Among the lines of the data below, count those that hold the word "grabbed". Answer with the number alone.
Record extracts section start
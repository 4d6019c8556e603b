use chrono::NaiveDate;
use chrono_tz::Tz;

use crate::datetime::{date_key, days_between, span_days};
use crate::model::Task;

/// Inclusive `[start, end]` day range of a task, already collapsed to
/// calendar days in the project zone.
#[derive(Debug, Clone, Copy, PartialEq, Eq)]
pub struct Span {
    pub start: NaiveDate,
    pub end: NaiveDate,
}

impl Span {
    /// Normalizing constructor: endpoints are swapped when inverted so
    /// `start <= end` always holds.
    pub fn new(start: NaiveDate, end: NaiveDate) -> Self {
        if start <= end {
            Self { start, end }
        } else {
            Self { start: end, end: start }
        }
    }

    pub fn len_days(&self) -> i64 {
        span_days(self.start, self.end)
    }

    pub fn contains(&self, day: NaiveDate) -> bool {
        self.start <= day && day <= self.end
    }
}

/// A task's span in `tz`. Time-of-day on the stored instants is irrelevant
/// from here on.
pub fn task_span(task: &Task, tz: &Tz) -> Span {
    Span::new(date_key(task.start, tz), date_key(task.end, tz))
}

/// Whether `day` falls inside the task's inclusive day range. A task ending
/// mid-afternoon is still on-date for the whole of that day.
pub fn is_on_date(task: &Task, day: NaiveDate, tz: &Tz) -> bool {
    task_span(task, tz).contains(day)
}

/// Which part of a task bar a drag gesture grabbed.
#[derive(Debug, Clone, Copy, PartialEq, Eq)]
pub enum DragKind {
    Start,
    End,
    Middle,
}

/// Classifies a grab by whole-day offset inside the span: the first day is
/// the start handle, the last day the end handle, anything else the body.
/// For a single-day task both checks hit and End wins.
pub fn classify_drag(grab_day: NaiveDate, span: Span) -> DragKind {
    let offset = days_between(span.start, grab_day);
    let total = span.len_days();

    let mut kind = DragKind::Middle;
    if offset == 0 {
        kind = DragKind::Start;
    }
    if offset == total - 1 {
        kind = DragKind::End;
    }
    kind
}

/// New span after dropping the grabbed handle on `drop_day`.
///
/// Start and End move only their own edge; dropping past the opposite edge
/// inverts the range and the endpoints are swapped to restore order. Middle
/// shifts both edges by the day delta, preserving the length exactly.
pub fn compute_retarget(kind: DragKind, span: Span, drop_day: NaiveDate) -> Span {
    match kind {
        DragKind::Start => Span::new(drop_day, span.end),
        DragKind::End => Span::new(span.start, drop_day),
        DragKind::Middle => {
            let delta = days_between(span.start, drop_day);
            Span::new(
                span.start + chrono::Duration::days(delta),
                span.end + chrono::Duration::days(delta),
            )
        }
    }
}

#[cfg(test)]
mod tests {
    use chrono::{NaiveDate, TimeZone, Utc};
    use chrono_tz::America::Mexico_City;
    use chrono_tz::UTC;
    use uuid::Uuid;

    use super::{DragKind, Span, classify_drag, compute_retarget, is_on_date};
    use crate::model::Task;

    fn day(y: i32, m: u32, d: u32) -> NaiveDate {
        NaiveDate::from_ymd_opt(y, m, d).expect("valid date")
    }

    fn span(s: (i32, u32, u32), e: (i32, u32, u32)) -> Span {
        Span::new(day(s.0, s.1, s.2), day(e.0, e.1, e.2))
    }

    fn task(start: (i32, u32, u32, u32), end: (i32, u32, u32, u32)) -> Task {
        let now = Utc::now();
        let s = Utc
            .with_ymd_and_hms(start.0, start.1, start.2, start.3, 0, 0)
            .single()
            .expect("valid start");
        let e = Utc
            .with_ymd_and_hms(end.0, end.1, end.2, end.3, 0, 0)
            .single()
            .expect("valid end");
        Task::new("t".into(), s, e, Uuid::new_v4(), now, 1)
    }

    #[test]
    fn membership_is_inclusive_on_both_edges() {
        let t = task((2024, 6, 1, 9), (2024, 6, 3, 15));
        assert!(!is_on_date(&t, day(2024, 5, 31), &UTC));
        assert!(is_on_date(&t, day(2024, 6, 1), &UTC));
        assert!(is_on_date(&t, day(2024, 6, 2), &UTC));
        // ends at 3pm but still counts for the whole of the 3rd
        assert!(is_on_date(&t, day(2024, 6, 3), &UTC));
        assert!(!is_on_date(&t, day(2024, 6, 4), &UTC));
    }

    #[test]
    fn single_day_task_matches_exactly_one_day() {
        let t = task((2024, 6, 2, 0), (2024, 6, 2, 23));
        assert!(!is_on_date(&t, day(2024, 6, 1), &UTC));
        assert!(is_on_date(&t, day(2024, 6, 2), &UTC));
        assert!(!is_on_date(&t, day(2024, 6, 3), &UTC));
    }

    #[test]
    fn membership_respects_the_zone() {
        // 2024-06-02 03:00 UTC is still June 1st in Mexico City
        let t = task((2024, 6, 2, 3), (2024, 6, 2, 3));
        assert!(is_on_date(&t, day(2024, 6, 1), &Mexico_City));
        assert!(!is_on_date(&t, day(2024, 6, 2), &Mexico_City));
    }

    #[test]
    fn classifies_grab_position() {
        let s = span((2024, 6, 5), (2024, 6, 10));
        assert_eq!(classify_drag(day(2024, 6, 5), s), DragKind::Start);
        assert_eq!(classify_drag(day(2024, 6, 10), s), DragKind::End);
        assert_eq!(classify_drag(day(2024, 6, 7), s), DragKind::Middle);
    }

    #[test]
    fn single_day_grab_classifies_as_end() {
        let s = span((2024, 6, 5), (2024, 6, 5));
        assert_eq!(classify_drag(day(2024, 6, 5), s), DragKind::End);
    }

    #[test]
    fn start_handle_grows_and_shrinks_the_span() {
        let s = span((2024, 6, 5), (2024, 6, 10));
        assert_eq!(
            compute_retarget(DragKind::Start, s, day(2024, 6, 3)),
            span((2024, 6, 3), (2024, 6, 10))
        );
        assert_eq!(
            compute_retarget(DragKind::Start, s, day(2024, 6, 8)),
            span((2024, 6, 8), (2024, 6, 10))
        );
    }

    #[test]
    fn inverted_drops_swap_endpoints() {
        let s = span((2024, 6, 5), (2024, 6, 10));
        // start handle dropped past the original end
        assert_eq!(
            compute_retarget(DragKind::Start, s, day(2024, 6, 12)),
            span((2024, 6, 10), (2024, 6, 12))
        );
        // end handle dropped before the original start
        assert_eq!(
            compute_retarget(DragKind::End, s, day(2024, 6, 2)),
            span((2024, 6, 2), (2024, 6, 5))
        );
    }

    #[test]
    fn middle_drag_preserves_length() {
        let s = span((2024, 6, 28), (2024, 7, 2));
        let moved = compute_retarget(DragKind::Middle, s, day(2024, 7, 15));
        assert_eq!(moved, span((2024, 7, 15), (2024, 7, 19)));
        assert_eq!(moved.len_days(), s.len_days());

        let back = compute_retarget(DragKind::Middle, s, day(2024, 5, 30));
        assert_eq!(back, span((2024, 5, 30), (2024, 6, 3)));
        assert_eq!(back.len_days(), s.len_days());
    }

    #[test]
    fn middle_drag_across_dst_keeps_whole_days() {
        // shifting over the US spring-forward weekend must not lose a day
        let s = span((2024, 3, 7), (2024, 3, 9));
        let moved = compute_retarget(DragKind::Middle, s, day(2024, 3, 9));
        assert_eq!(moved, span((2024, 3, 9), (2024, 3, 11)));
        assert_eq!(moved.len_days(), 3);
    }
}
use chrono::{DateTime, NaiveDate, Utc};
use tracing::trace;
use uuid::Uuid;

use crate::datetime::parse_day_expr;
use crate::model::{Priority, Project, Status, Task};
use crate::schedule::is_on_date;

#[derive(Debug, Clone)]
pub enum Pred {
    Id(u64),
    Uuid(Uuid),
    ProjectEq(Uuid),
    StatusEq(Status),
    PriorityEq(Priority),
    OnDate(NaiveDate),
    TextContains(String),
}

/// AND-composed task predicates parsed from the terms in front of a command:
/// a display id, a uuid, `project:NAME`, `status:S`, `priority:P`, `on:DATE`,
/// or a bare substring of the task text.
#[derive(Debug, Clone, Default)]
pub struct Filter {
    preds: Vec<Pred>,
}

impl Filter {
    #[tracing::instrument(skip(terms, projects, now))]
    pub fn parse(
        terms: &[String],
        projects: &[Project],
        now: DateTime<Utc>,
    ) -> anyhow::Result<Self> {
        let mut preds = Vec::with_capacity(terms.len());

        for term in terms {
            let term = term.trim();
            if term.is_empty() {
                continue;
            }

            if let Ok(id) = term.parse::<u64>() {
                preds.push(Pred::Id(id));
                continue;
            }

            if let Ok(uuid) = term.parse::<Uuid>() {
                preds.push(Pred::Uuid(uuid));
                continue;
            }

            if let Some((key, value)) = term.split_once(':') {
                match key.to_ascii_lowercase().as_str() {
                    "project" => {
                        let project = projects
                            .iter()
                            .find(|p| p.name.eq_ignore_ascii_case(value))
                            .ok_or_else(|| anyhow::anyhow!("unknown project: {value}"))?;
                        preds.push(Pred::ProjectEq(project.uuid));
                        continue;
                    }
                    "status" => {
                        let status = Status::parse(value)
                            .ok_or_else(|| anyhow::anyhow!("unknown status: {value}"))?;
                        preds.push(Pred::StatusEq(status));
                        continue;
                    }
                    "priority" => {
                        let priority = Priority::parse(value)
                            .ok_or_else(|| anyhow::anyhow!("unknown priority: {value}"))?;
                        preds.push(Pred::PriorityEq(priority));
                        continue;
                    }
                    "on" => {
                        let day = parse_day_expr(value, now)?;
                        preds.push(Pred::OnDate(day));
                        continue;
                    }
                    _ => {}
                }
            }

            preds.push(Pred::TextContains(term.to_ascii_lowercase()));
        }

        trace!(count = preds.len(), "parsed filter predicates");
        Ok(Self { preds })
    }

    pub fn is_empty(&self) -> bool {
        self.preds.is_empty()
    }

    pub fn matches(&self, task: &Task, tz: &chrono_tz::Tz) -> bool {
        self.preds.iter().all(|pred| match pred {
            Pred::Id(id) => task.id == Some(*id),
            Pred::Uuid(uuid) => task.uuid == *uuid,
            Pred::ProjectEq(project) => task.project == Some(*project),
            Pred::StatusEq(status) => task.effective_status() == *status,
            Pred::PriorityEq(priority) => task.priority == *priority,
            Pred::OnDate(day) => is_on_date(task, *day, tz),
            Pred::TextContains(needle) => task.text.to_ascii_lowercase().contains(needle),
        })
    }
}
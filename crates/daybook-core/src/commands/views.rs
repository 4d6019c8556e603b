use std::collections::BTreeSet;

use anyhow::anyhow;
use chrono::{DateTime, Datelike, NaiveDate, Utc};
use tracing::{info, instrument};

use crate::datetime::{date_key, parse_day_expr, project_timezone};
use crate::ledger::is_done_on;
use crate::model::Task;
use crate::render::Renderer;
use crate::schedule::is_on_date;
use crate::store::{COLLECTIONS, Store};

/// Day view: every task whose span covers the day, pending first.
#[instrument(skip(store, renderer, args, now))]
pub(super) fn cmd_day(
    store: &mut Store,
    renderer: &mut Renderer,
    args: &[String],
    now: DateTime<Utc>,
) -> anyhow::Result<()> {
    info!("command day");
    let tz = project_timezone();

    let day = match args.first() {
        Some(expr) => parse_day_expr(expr, now)?,
        None => date_key(now, tz),
    };

    let projects = store.load_projects()?;
    let tasks = store.load_tasks()?;

    let mut on_day: Vec<Task> = tasks
        .into_iter()
        .filter(|task| is_on_date(task, day, tz))
        .collect();
    on_day.sort_by_key(|task| (is_done_on(task, day, tz), std::cmp::Reverse(task.priority)));

    renderer.print_day_list(day, &on_day, &projects, tz)?;
    Ok(())
}

/// Month calendar. A day is marked when at least one task covers it and is
/// not yet done for that day, matching the original's has-tasks dots.
#[instrument(skip(store, renderer, args, now))]
pub(super) fn cmd_calendar(
    store: &mut Store,
    renderer: &mut Renderer,
    args: &[String],
    now: DateTime<Utc>,
) -> anyhow::Result<()> {
    info!("command calendar");
    let tz = project_timezone();
    let today = date_key(now, tz);

    let (year, month) = match args.first() {
        Some(raw) => parse_month(raw)?,
        None => (today.year(), today.month()),
    };

    let tasks = store.load_tasks()?;
    let first = NaiveDate::from_ymd_opt(year, month, 1)
        .ok_or_else(|| anyhow!("invalid month: {year}-{month:02}"))?;

    let mut marked = BTreeSet::new();
    let mut cursor = first;
    while cursor.month() == month {
        if tasks
            .iter()
            .any(|task| is_on_date(task, cursor, tz) && !is_done_on(task, cursor, tz))
        {
            marked.insert(cursor);
        }
        cursor = cursor + chrono::Duration::days(1);
    }

    renderer.print_month_calendar(year, month, &marked, today)?;
    Ok(())
}

fn parse_month(raw: &str) -> anyhow::Result<(i32, u32)> {
    let (year_raw, month_raw) = raw
        .split_once('-')
        .ok_or_else(|| anyhow!("expected YYYY-MM, got: {raw}"))?;
    let year: i32 = year_raw
        .parse()
        .map_err(|_| anyhow!("invalid year in: {raw}"))?;
    let month: u32 = month_raw
        .parse()
        .map_err(|_| anyhow!("invalid month in: {raw}"))?;
    if !(1..=12).contains(&month) {
        return Err(anyhow!("month out of range in: {raw}"));
    }
    Ok((year, month))
}

/// Dumps a collection as a JSON array on stdout.
#[instrument(skip(store, args))]
pub(super) fn cmd_export(store: &mut Store, args: &[String]) -> anyhow::Result<()> {
    info!("command export");

    let collection = args
        .first()
        .map(String::as_str)
        .ok_or_else(|| anyhow!("export requires a collection: {}", COLLECTIONS.join("/")))?;

    let json = match collection {
        "projects" => serde_json::to_string_pretty(&store.load_projects()?)?,
        "tasks" => serde_json::to_string_pretty(&store.load_tasks()?)?,
        "budget" => serde_json::to_string_pretty(&store.load_budget()?)?,
        "notes" => serde_json::to_string_pretty(&store.load_notes()?)?,
        "sessions" => serde_json::to_string_pretty(&store.load_sessions()?)?,
        other => {
            return Err(anyhow!(
                "unknown collection: {other} (expected one of {})",
                COLLECTIONS.join("/")
            ));
        }
    };

    println!("{json}");
    Ok(())
}
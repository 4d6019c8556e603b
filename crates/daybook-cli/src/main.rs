use std::ffi::OsString;

fn main() {
    let args: Vec<OsString> = std::env::args_os().collect();
    if let Err(err) = daybook_core::run(args) {
        eprintln!("error: {err:#}");
        std::process::exit(1);
    }
}
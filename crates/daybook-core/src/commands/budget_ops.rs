use anyhow::anyhow;
use chrono::{DateTime, Utc};
use tracing::{info, instrument};
use uuid::Uuid;

use crate::datetime::parse_date_expr;
use crate::model::{BudgetItem, EntryKind};
use crate::render::Renderer;
use crate::store::Store;

use super::find_project;

#[instrument(skip(store, renderer, args, now))]
pub(super) fn cmd_budget(
    store: &mut Store,
    renderer: &mut Renderer,
    args: &[String],
    now: DateTime<Utc>,
) -> anyhow::Result<()> {
    let sub = args
        .first()
        .map(String::as_str)
        .ok_or_else(|| anyhow!("budget requires a subcommand: add/list/summary/delete"))?;

    match sub {
        "add" => budget_add(store, &args[1..], now),
        "list" => budget_list(store, renderer),
        "summary" => budget_summary(store, renderer),
        "delete" => budget_delete(store, &args[1..]),
        other => Err(anyhow!("unknown budget subcommand: {other}")),
    }
}

#[instrument(skip(store, args, now))]
fn budget_add(store: &mut Store, args: &[String], now: DateTime<Utc>) -> anyhow::Result<()> {
    info!("command budget add");

    let kind_raw = args
        .first()
        .ok_or_else(|| anyhow!("budget add requires a type: income or expense"))?;
    let kind = EntryKind::parse(kind_raw)
        .ok_or_else(|| anyhow!("unknown budget type: {kind_raw} (expected income or expense)"))?;

    let amount_raw = args
        .get(1)
        .ok_or_else(|| anyhow!("budget add requires an amount"))?;
    let amount: f64 = amount_raw
        .parse()
        .map_err(|_| anyhow!("invalid amount: {amount_raw}"))?;
    if !amount.is_finite() || amount <= 0.0 {
        return Err(anyhow!("amount must be a positive number, got: {amount_raw}"));
    }

    let projects = store.load_projects()?;
    let mut project: Option<Uuid> = None;
    let mut category = String::new();
    let mut date = now;
    let mut description_parts = Vec::new();

    for arg in &args[2..] {
        if let Some((key, value)) = arg.split_once(':') {
            match key.to_ascii_lowercase().as_str() {
                "project" => {
                    if value.eq_ignore_ascii_case("general") {
                        project = None;
                    } else {
                        let found = find_project(&projects, value)
                            .ok_or_else(|| anyhow!("unknown project: {value}"))?;
                        project = Some(found.uuid);
                    }
                    continue;
                }
                "category" => {
                    category = value.to_string();
                    continue;
                }
                "date" => {
                    date = parse_date_expr(value, now)?;
                    continue;
                }
                _ => {}
            }
        }
        description_parts.push(arg.clone());
    }

    let description = description_parts.join(" ").trim().to_string();
    if description.is_empty() {
        return Err(anyhow!("budget add requires a description"));
    }

    let mut items = store.load_budget()?;
    let next_id = store.next_budget_id(&items);
    items.push(BudgetItem {
        uuid: Uuid::new_v4(),
        id: Some(next_id),
        kind,
        amount,
        description,
        date,
        project,
        category,
        created: now,
    });
    store.save_budget(&items)?;

    println!("Recorded {} of {amount:.2}.", kind.label());
    Ok(())
}

#[instrument(skip(store, renderer))]
fn budget_list(store: &mut Store, renderer: &mut Renderer) -> anyhow::Result<()> {
    info!("command budget list");

    let projects = store.load_projects()?;
    let mut items = store.load_budget()?;
    // newest first, like the original transaction list
    items.sort_by(|a, b| b.date.cmp(&a.date));

    renderer.print_budget_table(&items, &projects)?;
    Ok(())
}

#[instrument(skip(store, renderer))]
fn budget_summary(store: &mut Store, renderer: &mut Renderer) -> anyhow::Result<()> {
    info!("command budget summary");

    let items = store.load_budget()?;
    let income: f64 = items
        .iter()
        .filter(|item| item.kind == EntryKind::Income)
        .map(|item| item.amount)
        .sum();
    let expenses: f64 = items
        .iter()
        .filter(|item| item.kind == EntryKind::Expense)
        .map(|item| item.amount)
        .sum();

    renderer.print_budget_summary(income, expenses)?;
    Ok(())
}

#[instrument(skip(store, args))]
fn budget_delete(store: &mut Store, args: &[String]) -> anyhow::Result<()> {
    info!("command budget delete");

    let id: u64 = args
        .first()
        .ok_or_else(|| anyhow!("budget delete requires an id"))?
        .parse()
        .map_err(|_| anyhow!("budget delete requires a numeric id"))?;

    let items = store.load_budget()?;
    let before = items.len();
    let kept: Vec<_> = items.into_iter().filter(|item| item.id != Some(id)).collect();
    if kept.len() == before {
        return Err(anyhow!("budget item not found: {id}"));
    }
    store.save_budget(&kept)?;

    println!("Deleted budget item {id}.");
    Ok(())
}
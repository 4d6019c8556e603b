use anyhow::anyhow;
use chrono::{DateTime, Utc};
use tracing::{info, instrument};
use uuid::Uuid;

use crate::config::Config;
use crate::datetime::{date_key, date_key_string, parse_day_expr, project_timezone};
use crate::model::FocusSession;
use crate::store::Store;

use super::find_project;

#[instrument(skip(store, cfg, args, now))]
pub(super) fn cmd_focus(
    store: &mut Store,
    cfg: &Config,
    args: &[String],
    now: DateTime<Utc>,
) -> anyhow::Result<()> {
    let sub = args
        .first()
        .map(String::as_str)
        .ok_or_else(|| anyhow!("focus requires a subcommand: log/summary"))?;

    match sub {
        "log" => focus_log(store, cfg, &args[1..], now),
        "summary" => focus_summary(store, &args[1..], now),
        other => Err(anyhow!("unknown focus subcommand: {other}")),
    }
}

/// Records one finished focus session. Duration defaults to the configured
/// `focus.minutes` (25 unless overridden).
#[instrument(skip(store, cfg, args, now))]
fn focus_log(
    store: &mut Store,
    cfg: &Config,
    args: &[String],
    now: DateTime<Utc>,
) -> anyhow::Result<()> {
    info!("command focus log");

    let default_minutes: u32 = cfg
        .get("focus.minutes")
        .unwrap_or_else(|| "25".to_string())
        .parse()
        .map_err(|_| anyhow!("invalid focus.minutes config value"))?;

    let mut minutes = default_minutes;
    let mut project = None;

    for arg in args {
        if let Some(value) = arg.strip_prefix("project:") {
            let projects = store.load_projects()?;
            let found = find_project(&projects, value)
                .ok_or_else(|| anyhow!("unknown project: {value}"))?;
            project = Some(found.uuid);
            continue;
        }
        minutes = arg
            .parse()
            .map_err(|_| anyhow!("invalid minutes value: {arg}"))?;
    }

    if minutes == 0 {
        return Err(anyhow!("session minutes must be positive"));
    }

    let mut sessions = store.load_sessions()?;
    sessions.push(FocusSession {
        uuid: Uuid::new_v4(),
        date: now,
        minutes,
        project,
        completed: true,
    });
    store.save_sessions(&sessions)?;

    println!("Logged a {minutes} minute focus session.");
    Ok(())
}

#[instrument(skip(store, args, now))]
fn focus_summary(store: &mut Store, args: &[String], now: DateTime<Utc>) -> anyhow::Result<()> {
    info!("command focus summary");
    let tz = project_timezone();

    let day = match args.first() {
        Some(expr) => parse_day_expr(expr, now)?,
        None => date_key(now, tz),
    };

    let sessions = store.load_sessions()?;
    let on_day: Vec<_> = sessions
        .iter()
        .filter(|session| date_key(session.date, tz) == day)
        .collect();
    let total_minutes: u64 = on_day.iter().map(|session| session.minutes as u64).sum();

    println!(
        "{}: {} session(s), {} minute(s) of focus.",
        date_key_string(day),
        on_day.len(),
        total_minutes
    );
    Ok(())
}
Record extracts section end
→ **Expected output**: 2